One of my patients is scheduled for a complete physical.  We chat about his medical history.  I hand him a gown and step out of the room so he can change.  When I come back in, he is completely naked and aroused, sitting on the exam table.  I offer him a gown.  He declines.  “You can wear a gown,” I say.  Do I step out and ask my nurse to accompany me?  A colleague later tells me that she saw my patient for a physical.  “Why?  I say.  “He just had a physical.”  The story is exactly the same.  The story repeats again in the ER with yet another young female physician.  I contact the tech assistant for the Electronic Medical Record.  I describe the situation, that we need a warning to pop up on the patient’s chart: Do not see this patient without a chaperone.  The tech assures me that he’ll look into it.  When the patient returns to clinic, I confront him.  “I know what you’re doing and you have to stop.”  I never see him again.  I am thirty.

In my five years at Hiawatha Clinic, two of my patients come to me for help after they are raped.  I encourage them to call the police.  Both decline.  One was raped by her drug dealer and is afraid that she’ll be prosecuted.  The other was roofied on a college campus in the Twin Cities.  I write a scathing letter to the president of the institution and hear exactly nothing back.

After the Leann Tweeden story breaks, I find myself embroiled in a Facebook discussion.  Most of the participants think that what you, Al Franken, did, really wasn’t that bad.  And for a woman to even bring up such allegations is an insult to women who were actually raped.  I’m speechless.  These are “progressive” people, arguing for “Levels of Wrongness,” excusing your inexcusable behavior.

Eventually I find my voice in the discussion.  “From the US Dept of Justice: ‘Sexual assault is any type of sexual contact or behavior that occurs without the explicit consent of the recipient.
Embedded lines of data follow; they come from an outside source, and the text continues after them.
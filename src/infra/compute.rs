use sha2::{Digest, Sha256};
use std::sync::atomic::{AtomicU64, Ordering};

static NONCE_COUNTER: AtomicU64 = AtomicU64::new(0);

/// 文字列からSHA256ベースのハッシュ値を計算する
///
/// # Arguments
/// * `input` - ハッシュ計算対象の文字列
/// * `length` - 出力するハッシュの長さ（最大64文字）
///
/// # Returns
/// 指定された長さに制限されたSHA256ハッシュ文字列（16進数）
pub fn calc_hash(input: &str, length: usize) -> String {
    let mut hasher = Sha256::new();
    hasher.update(input.as_bytes());
    let hash_bytes = hasher.finalize();
    let hash_hex = format!("{:x}", hash_bytes);

    // SHA256は64文字の16進数文字列を生成するため、指定された長さでトリミング
    let max_length = length.min(hash_hex.len());
    hash_hex[..max_length].to_string()
}

/// OAuth署名用のnonceを生成する
///
/// 現在時刻・プロセス内カウンタ・呼び出し側の文字列を混ぜてハッシュ化するため、
/// 同じ秒に同じIDで連続して呼んでも値が重複しない。
///
/// # Returns
/// 32文字の16進数文字列
pub fn generate_nonce(salt: &str) -> String {
    let nanos = chrono::Utc::now()
        .timestamp_nanos_opt()
        .unwrap_or_default();
    let counter = NONCE_COUNTER.fetch_add(1, Ordering::Relaxed);
    calc_hash(&format!("{}:{}:{}", nanos, counter, salt), 32)
}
Falling under the definition of sexual assault are sexual activities as forced sexual intercourse, forcible sodomy, child molestation, incest, fondling, and attempted rape.’”  There is pushback in the Facebook conversation, so I add, “Our culture has so normalized the objectification of women, that we even question ourselves – ‘Did he really just rub his groin against my thigh? Maybe he was just leaning?’ [recognize that story, reader?] Regardless of the ‘degree of wrongness,’ it’s wrong. And women should feel safe to speak up, to break the Cycle of Wrong.”

Women are speaking up.  Finally.  Every woman has a story.  Every woman has been harassed.  In the United States, someone is sexually assaulted every 98 seconds.  That means 92 people have been assaulted since I sat down to write this post.

I’m fortunate.  What happened to me was “not so bad,” par for the course for any girl in this country.  Still, the memories I shared above are crystal clear, formative experiences in my childhood and adolescence.

I voted for you, Al.  Twice.  It’s time for some House (and Senate) cleaning.  We hold our children to higher standards than we hold our elected officials.  Let’s systematically sort through and eliminate (metaphorically, of course) everyone in government who has committed sexual assault.  Cull the ranks.  If we systematically sort through and eliminate everyone in government who is guilty of sexual harassment, how many men will remain?

I don’t know what to tell you, Al.  On the one hand, you’re pretty good, one of the few glimmers of hope in a bleak political landscape.  You seem to care about issues that I care about.  Your recent track record suggests that you value and respect women.  On the other hand, you appear to have committed sexual assault.  Twice.  You made your bed and now you have the pleasure of lying in it.

So I say shake it down, shake it all down.  Rattle the skeletons.  Hold everyone to the same standard of human decency in this era of a pussy-grabbing president.